(Data excerpts)
☆ ☆ ☆ ☆ ☆

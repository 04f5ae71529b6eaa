//! Web surface for the grader
//!
//! A thin shell around the coordinator:
//! - `POST /api/upload` - multipart notebook + question paper; everything is
//!   validated here so the grading core only ever sees well-formed input
//! - `GET /ws` - the single observer channel
//! - `GET /` - embedded single-page UI
//! - `GET /api/status`, `GET /metrics` - liveness and Prometheus text

use std::sync::Arc;

use axum::{
    extract::{
        ws::{Message, WebSocket},
        Multipart, State, WebSocketUpgrade,
    },
    http::{header, StatusCode},
    response::{Html, IntoResponse},
    routing::{get, post},
    Json, Router,
};
use serde::Serialize;
use tracing::{debug, info, warn};

use crate::coordinator::{GradingJob, JobCoordinator, Notice};
use crate::metrics;
use crate::notebook::Notebook;

/// Application state shared by every route
#[derive(Clone)]
pub struct AppState {
    pub coordinator: Arc<JobCoordinator>,
}

/// Status response for the UI poll
#[derive(Serialize)]
pub struct StatusResponse {
    pub busy: bool,
}

/// Create the application router
pub fn create_router(state: AppState) -> Router {
    Router::new()
        .route("/", get(index_page))
        .route("/ws", get(ws_handler))
        .route("/api/upload", post(upload_handler))
        .route("/api/status", get(status_handler))
        .route("/metrics", get(metrics_handler))
        .with_state(state)
}

/// Serve the embedded UI page
async fn index_page() -> Html<&'static str> {
    Html(APP_HTML)
}

async fn status_handler(State(state): State<AppState>) -> impl IntoResponse {
    Json(StatusResponse {
        busy: state.coordinator.busy().await,
    })
}

async fn metrics_handler() -> impl IntoResponse {
    (
        [(header::CONTENT_TYPE, "text/plain; version=0.0.4")],
        metrics::gather(),
    )
}

/// Upgrade to the observer WebSocket.
async fn ws_handler(ws: WebSocketUpgrade, State(state): State<AppState>) -> impl IntoResponse {
    ws.on_upgrade(move |socket| observer_connection(socket, state))
}

/// Pump coordinator notices to the observer until either side goes away.
///
/// A second simultaneous connection is told about the conflict and closed;
/// the registered observer is unaffected.
async fn observer_connection(mut socket: WebSocket, state: AppState) {
    let mut notices = match state.coordinator.register_observer().await {
        Ok(rx) => rx,
        Err(conflict) => {
            if let Ok(text) = serde_json::to_string(&conflict) {
                let _ = socket.send(Message::Text(text)).await;
            }
            let _ = socket.send(Message::Close(None)).await;
            return;
        }
    };

    loop {
        tokio::select! {
            notice = notices.recv() => {
                // None means the coordinator replaced this observer.
                let Some(notice) = notice else { break };
                let Ok(text) = serde_json::to_string(&notice) else { continue };
                if socket.send(Message::Text(text)).await.is_err() {
                    debug!("Observer went away mid-send");
                    break;
                }
            }
            incoming = socket.recv() => {
                match incoming {
                    // The observer never has anything to say; drain and ignore.
                    Some(Ok(_)) => continue,
                    _ => {
                        debug!("Observer disconnected");
                        break;
                    }
                }
            }
        }
    }
}

/// Accept one (notebook, question paper) pair and hand it to the coordinator.
///
/// Both parts are decoded and validated here - the core is only invoked with
/// a parsed notebook and extracted rubric text.
async fn upload_handler(
    State(state): State<AppState>,
    mut multipart: Multipart,
) -> Result<StatusCode, (StatusCode, String)> {
    let mut notebook: Option<(String, String)> = None;
    let mut rubric: Option<String> = None;

    while let Some(field) = multipart
        .next_field()
        .await
        .map_err(|e| (StatusCode::BAD_REQUEST, format!("malformed upload: {}", e)))?
    {
        let name = field.name().unwrap_or_default().to_string();
        match name.as_str() {
            "notebook" => {
                let filename = field
                    .file_name()
                    .unwrap_or("notebook.ipynb")
                    .to_string();
                let text = field.text().await.map_err(|e| {
                    (
                        StatusCode::BAD_REQUEST,
                        format!("notebook is not UTF-8 text: {}", e),
                    )
                })?;
                notebook = Some((filename, text));
            }
            "question_paper" => {
                let filename = field.file_name().unwrap_or_default().to_string();
                let bytes = field.bytes().await.map_err(|e| {
                    (
                        StatusCode::BAD_REQUEST,
                        format!("question paper unreadable: {}", e),
                    )
                })?;
                rubric = Some(extract_rubric_text(&filename, &bytes)?);
            }
            other => debug!(field = %other, "Ignoring unknown upload field"),
        }
    }

    let (filename, json) = notebook.ok_or((
        StatusCode::BAD_REQUEST,
        "missing 'notebook' field".to_string(),
    ))?;
    let rubric = rubric.ok_or((
        StatusCode::BAD_REQUEST,
        "missing 'question_paper' field".to_string(),
    ))?;

    let parsed = Notebook::from_json(&json).map_err(|e| {
        (
            StatusCode::BAD_REQUEST,
            format!("invalid notebook JSON: {}", e),
        )
    })?;

    info!(filename = %filename, cells = parsed.cell_count(), "Submission accepted");

    if Arc::clone(&state.coordinator)
        .submit(GradingJob {
            filename,
            notebook: parsed,
            rubric,
        })
        .await
    {
        Ok(StatusCode::ACCEPTED)
    } else {
        Err((
            StatusCode::CONFLICT,
            "a grading job is already in progress".to_string(),
        ))
    }
}

/// Rubric text from the uploaded question paper: PDFs go through text
/// extraction, anything else must already be UTF-8 text.
fn extract_rubric_text(
    filename: &str,
    bytes: &[u8],
) -> Result<String, (StatusCode, String)> {
    let is_pdf = filename.to_lowercase().ends_with(".pdf") || bytes.starts_with(b"%PDF");
    if is_pdf {
        pdf_extract::extract_text_from_mem(bytes).map_err(|e| {
            warn!(filename = %filename, error = %e, "Rubric PDF extraction failed");
            (
                StatusCode::BAD_REQUEST,
                format!("could not extract text from PDF: {}", e),
            )
        })
    } else {
        String::from_utf8(bytes.to_vec()).map_err(|_| {
            (
                StatusCode::BAD_REQUEST,
                "question paper is neither PDF nor UTF-8 text".to_string(),
            )
        })
    }
}

/// Embedded UI page: upload, live log, grade tables, client-side file queue.
const APP_HTML: &str = r#"
<!DOCTYPE html>
<html lang="en">
<head>
    <meta charset="UTF-8">
    <meta name="viewport" content="width=device-width, initial-scale=1.0">
    <title>Cellgrader</title>
    <style>
        * { margin: 0; padding: 0; box-sizing: border-box; }
        body {
            font-family: -apple-system, BlinkMacSystemFont, 'Segoe UI', Roboto, sans-serif;
            background: #0a0a0a;
            color: #e0e0e0;
            min-height: 100vh;
            padding: 2rem;
        }
        .header {
            text-align: center;
            margin-bottom: 2rem;
            border-bottom: 1px solid #333;
            padding-bottom: 1rem;
        }
        .header h1 { color: #00ff88; font-size: 2rem; margin-bottom: 0.5rem; }
        .header p { color: #888; }
        .grid {
            display: grid;
            grid-template-columns: 280px 1fr;
            gap: 1.5rem;
            max-width: 1200px;
            margin: 0 auto;
        }
        .card {
            background: #1a1a1a;
            border-radius: 12px;
            padding: 1.5rem;
            border: 1px solid #333;
        }
        .card h2 {
            color: #00ff88;
            font-size: 1rem;
            margin-bottom: 1rem;
            text-transform: uppercase;
            letter-spacing: 1px;
        }
        input[type=file] { color: #888; margin-bottom: 1rem; width: 100%; }
        .file-item {
            display: flex;
            justify-content: space-between;
            padding: 0.4rem 0;
            border-bottom: 1px solid #222;
            font-size: 0.875rem;
        }
        #logs {
            font-family: monospace;
            font-size: 0.8rem;
            max-height: 220px;
            overflow-y: auto;
            margin-bottom: 1.5rem;
        }
        .log-error { color: #ff4444; }
        .log-info { color: #e0e0e0; }
        .log-success { color: #00ff88; }
        table.grades { width: 100%; border-collapse: collapse; margin-bottom: 1rem; }
        table.grades th, table.grades td {
            text-align: left;
            padding: 0.4rem;
            border-bottom: 1px solid #222;
        }
        table.grades th { color: #888; }
        .total-row td { color: #00ff88; font-weight: bold; }
        #overlay {
            display: none;
            position: fixed;
            inset: 0;
            background: rgba(0,0,0,0.9);
            color: #ff4444;
            font-size: 1.5rem;
            align-items: center;
            justify-content: center;
        }
    </style>
</head>
<body>
    <div class="header">
        <h1>Cellgrader</h1>
        <p>Notebook Autograder</p>
    </div>

    <div class="grid">
        <div>
            <div class="card">
                <h2>Upload</h2>
                <label>Question paper</label>
                <input type="file" id="question-file">
                <label>Notebooks</label>
                <input type="file" id="notebook-file" accept=".ipynb" multiple>
                <div id="file-list"></div>
            </div>
        </div>
        <div class="card">
            <h2>Log</h2>
            <div id="logs"></div>
            <h2>Grades</h2>
            <div id="grades"></div>
        </div>
    </div>

    <div id="overlay">Another grading tab is already open.</div>

    <script>
        const state = { question: null, queue: [], isProcessing: false };

        const ws = new WebSocket(`ws://${location.host}/ws`);
        ws.addEventListener('open', () => log('System', 'Connected to server', 'success'));
        ws.addEventListener('message', (msg) => {
            const data = JSON.parse(msg.data);
            switch (data.header) {
                case 'tab_conflict':
                    document.getElementById('overlay').style.display = 'flex';
                    ws.close();
                    break;
                case 'error':
                    log('Backend Error', data.message, 'error');
                    break;
                case 'grade_info':
                    log('Grader', data.message, 'info');
                    break;
                case 'final_grade':
                    addGrade(data.filename, JSON.parse(data.message));
                    break;
                case 'grade':
                    state.isProcessing = false;
                    const item = state.queue.find(f => f.name === data.filename);
                    if (item) { item.status = 'done'; updateSidebar(); }
                    log('Grader', `Finished grading ${data.filename}`, 'success');
                    processQueue();
                    break;
            }
        });

        document.getElementById('question-file').addEventListener('change', (e) => {
            state.question = e.target.files[0];
            log('System', `Question paper loaded: ${state.question.name}`, 'info');
        });

        document.getElementById('notebook-file').addEventListener('change', (e) => {
            for (const file of e.target.files) {
                state.queue.push({ name: file.name, file, status: 'pending' });
            }
            updateSidebar();
            processQueue();
        });

        function processQueue() {
            if (state.isProcessing) return;
            if (!state.question) { log('Error', 'Upload a question paper first', 'error'); return; }
            const next = state.queue.find(f => f.status === 'pending');
            if (!next) return;

            state.isProcessing = true;
            next.status = 'grading';
            updateSidebar();

            const form = new FormData();
            form.append('notebook', next.file);
            form.append('question_paper', state.question);
            fetch('/api/upload', { method: 'POST', body: form }).then(res => {
                if (!res.ok) throw new Error(`upload failed (${res.status})`);
                log('System', `Uploaded ${next.name}`, 'info');
            }).catch(err => {
                log('Error', err.message, 'error');
                next.status = 'error';
                state.isProcessing = false;
                updateSidebar();
                processQueue();
            });
        }

        function updateSidebar() {
            const icons = { pending: '…', grading: '⚙', done: '✓', error: '✗' };
            document.getElementById('file-list').innerHTML = state.queue.map(item =>
                `<div class="file-item"><span>${item.name}</span><span>${icons[item.status]}</span></div>`
            ).join('');
        }

        function addGrade(name, records) {
            let total = 0;
            const rows = records.map(r => {
                total += r.grade;
                return `<tr><td>${r.name}</td><td>${r.grade.toFixed(1)}</td><td>${r.feedback}</td></tr>`;
            }).join('');
            document.getElementById('grades').insertAdjacentHTML('beforeend', `
                <h3 style="color:#00ff88;margin:0.5rem 0">${name}</h3>
                <table class="grades">
                    <tr><th>Question</th><th>Grade</th><th>Feedback</th></tr>
                    ${rows}
                    <tr class="total-row"><td>Total</td><td>${total.toFixed(1)}</td><td></td></tr>
                </table>`);
        }

        function log(source, msg, kind) {
            const logs = document.getElementById('logs');
            logs.insertAdjacentHTML('beforeend',
                `<div><b>${source}:</b> <span class="log-${kind}">${msg}</span></div>`);
            logs.scrollTop = logs.scrollHeight;
        }
    </script>
</body>
</html>
"#;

☆ ☆ ☆ ☆ ☆

### EXERCISE
Lines from the top of the data above through the line with "embedded single-page UI", both ends included: copy them exactly, nothing more.

### RESULT OF THIS TASK
repository 04f5ae71529b6eaa
//! Web surface for the grader
//!
//! A thin shell around the coordinator:
//! - `POST /api/upload` - multipart notebook + question paper; everything is
//!   validated here so the grading core only ever sees well-formed input
//! - `GET /ws` - the single observer channel
//! - `GET /` - embedded single-page UI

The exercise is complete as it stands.